_Records supplied_

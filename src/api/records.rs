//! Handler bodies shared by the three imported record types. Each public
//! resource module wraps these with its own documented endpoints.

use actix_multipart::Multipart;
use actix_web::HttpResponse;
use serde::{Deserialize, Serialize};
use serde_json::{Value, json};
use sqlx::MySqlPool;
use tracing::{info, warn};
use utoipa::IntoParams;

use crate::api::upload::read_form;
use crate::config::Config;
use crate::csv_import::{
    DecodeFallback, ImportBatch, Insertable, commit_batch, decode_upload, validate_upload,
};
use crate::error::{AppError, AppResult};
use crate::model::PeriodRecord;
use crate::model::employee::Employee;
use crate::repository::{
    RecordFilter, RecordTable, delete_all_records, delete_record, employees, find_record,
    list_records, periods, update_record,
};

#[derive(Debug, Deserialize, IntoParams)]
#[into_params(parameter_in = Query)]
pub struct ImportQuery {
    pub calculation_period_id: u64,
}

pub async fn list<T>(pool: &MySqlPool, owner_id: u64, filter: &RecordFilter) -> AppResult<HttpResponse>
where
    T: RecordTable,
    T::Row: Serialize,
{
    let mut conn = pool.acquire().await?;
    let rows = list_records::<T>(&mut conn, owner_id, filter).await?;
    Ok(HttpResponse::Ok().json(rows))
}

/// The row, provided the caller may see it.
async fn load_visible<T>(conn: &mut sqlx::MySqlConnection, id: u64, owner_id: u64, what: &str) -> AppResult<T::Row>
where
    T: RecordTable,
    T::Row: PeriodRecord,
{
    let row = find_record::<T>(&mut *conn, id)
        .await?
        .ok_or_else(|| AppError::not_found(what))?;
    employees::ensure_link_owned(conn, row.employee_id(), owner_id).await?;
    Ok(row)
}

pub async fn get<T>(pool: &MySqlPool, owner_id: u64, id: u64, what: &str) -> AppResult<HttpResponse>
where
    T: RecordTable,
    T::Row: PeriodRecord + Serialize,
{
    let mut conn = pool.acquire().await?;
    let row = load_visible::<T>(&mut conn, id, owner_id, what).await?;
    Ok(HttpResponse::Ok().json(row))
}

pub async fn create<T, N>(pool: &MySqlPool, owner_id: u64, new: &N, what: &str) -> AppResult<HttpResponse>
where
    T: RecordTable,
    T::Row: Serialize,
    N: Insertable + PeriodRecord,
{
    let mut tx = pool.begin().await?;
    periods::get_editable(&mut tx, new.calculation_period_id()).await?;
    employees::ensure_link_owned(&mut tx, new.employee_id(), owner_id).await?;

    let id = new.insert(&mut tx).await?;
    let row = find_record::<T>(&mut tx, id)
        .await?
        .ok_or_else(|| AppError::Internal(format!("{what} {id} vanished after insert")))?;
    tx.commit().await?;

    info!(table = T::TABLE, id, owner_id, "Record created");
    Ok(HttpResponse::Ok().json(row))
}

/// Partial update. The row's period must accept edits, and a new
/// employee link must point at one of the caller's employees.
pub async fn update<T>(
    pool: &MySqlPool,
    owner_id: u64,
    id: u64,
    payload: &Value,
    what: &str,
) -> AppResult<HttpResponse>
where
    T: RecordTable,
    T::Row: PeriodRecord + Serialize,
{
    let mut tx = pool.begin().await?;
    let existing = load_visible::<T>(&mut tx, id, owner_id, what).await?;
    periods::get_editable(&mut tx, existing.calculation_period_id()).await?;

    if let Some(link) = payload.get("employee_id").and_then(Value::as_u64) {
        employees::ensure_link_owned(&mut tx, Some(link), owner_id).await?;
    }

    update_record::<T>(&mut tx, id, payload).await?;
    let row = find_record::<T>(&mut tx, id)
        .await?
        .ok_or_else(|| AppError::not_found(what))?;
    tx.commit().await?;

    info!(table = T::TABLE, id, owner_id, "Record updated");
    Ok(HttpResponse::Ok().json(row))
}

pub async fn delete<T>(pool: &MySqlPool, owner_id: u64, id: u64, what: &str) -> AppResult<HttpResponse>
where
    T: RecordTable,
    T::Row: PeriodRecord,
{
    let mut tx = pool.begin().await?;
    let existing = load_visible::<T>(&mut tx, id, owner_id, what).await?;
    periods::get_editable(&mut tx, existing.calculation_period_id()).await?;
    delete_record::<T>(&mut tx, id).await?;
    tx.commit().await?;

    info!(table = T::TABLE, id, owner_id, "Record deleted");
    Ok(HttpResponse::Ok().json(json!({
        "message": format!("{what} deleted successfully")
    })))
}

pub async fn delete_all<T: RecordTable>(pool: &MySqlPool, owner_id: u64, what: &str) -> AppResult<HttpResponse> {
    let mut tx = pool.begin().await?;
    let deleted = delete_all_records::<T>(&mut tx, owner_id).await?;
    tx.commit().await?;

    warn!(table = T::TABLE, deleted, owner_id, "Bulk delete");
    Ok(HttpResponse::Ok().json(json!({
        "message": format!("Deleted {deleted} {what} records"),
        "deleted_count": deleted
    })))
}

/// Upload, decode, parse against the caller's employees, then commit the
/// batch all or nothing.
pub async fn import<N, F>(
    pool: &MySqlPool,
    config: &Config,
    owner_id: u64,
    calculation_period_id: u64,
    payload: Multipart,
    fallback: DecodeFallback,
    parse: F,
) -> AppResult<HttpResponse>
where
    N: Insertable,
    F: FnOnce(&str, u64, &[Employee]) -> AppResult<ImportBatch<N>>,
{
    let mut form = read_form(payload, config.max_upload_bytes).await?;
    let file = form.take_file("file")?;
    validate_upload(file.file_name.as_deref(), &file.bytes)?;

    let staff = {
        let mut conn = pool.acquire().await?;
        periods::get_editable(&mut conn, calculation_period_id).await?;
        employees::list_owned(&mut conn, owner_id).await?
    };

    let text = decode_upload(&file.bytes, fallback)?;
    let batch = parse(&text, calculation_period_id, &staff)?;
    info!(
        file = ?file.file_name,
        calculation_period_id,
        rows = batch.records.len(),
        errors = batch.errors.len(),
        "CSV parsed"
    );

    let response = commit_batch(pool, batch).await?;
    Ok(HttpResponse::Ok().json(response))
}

_Assignment_
If a line of the material contains the word "crate", pick it out and copy it.

_Written answer_
use crate::api::upload::read_form;
use crate::config::Config;
use crate::csv_import::{
use crate::error::{AppError, AppResult};
use crate::model::PeriodRecord;
use crate::model::employee::Employee;
use crate::repository::{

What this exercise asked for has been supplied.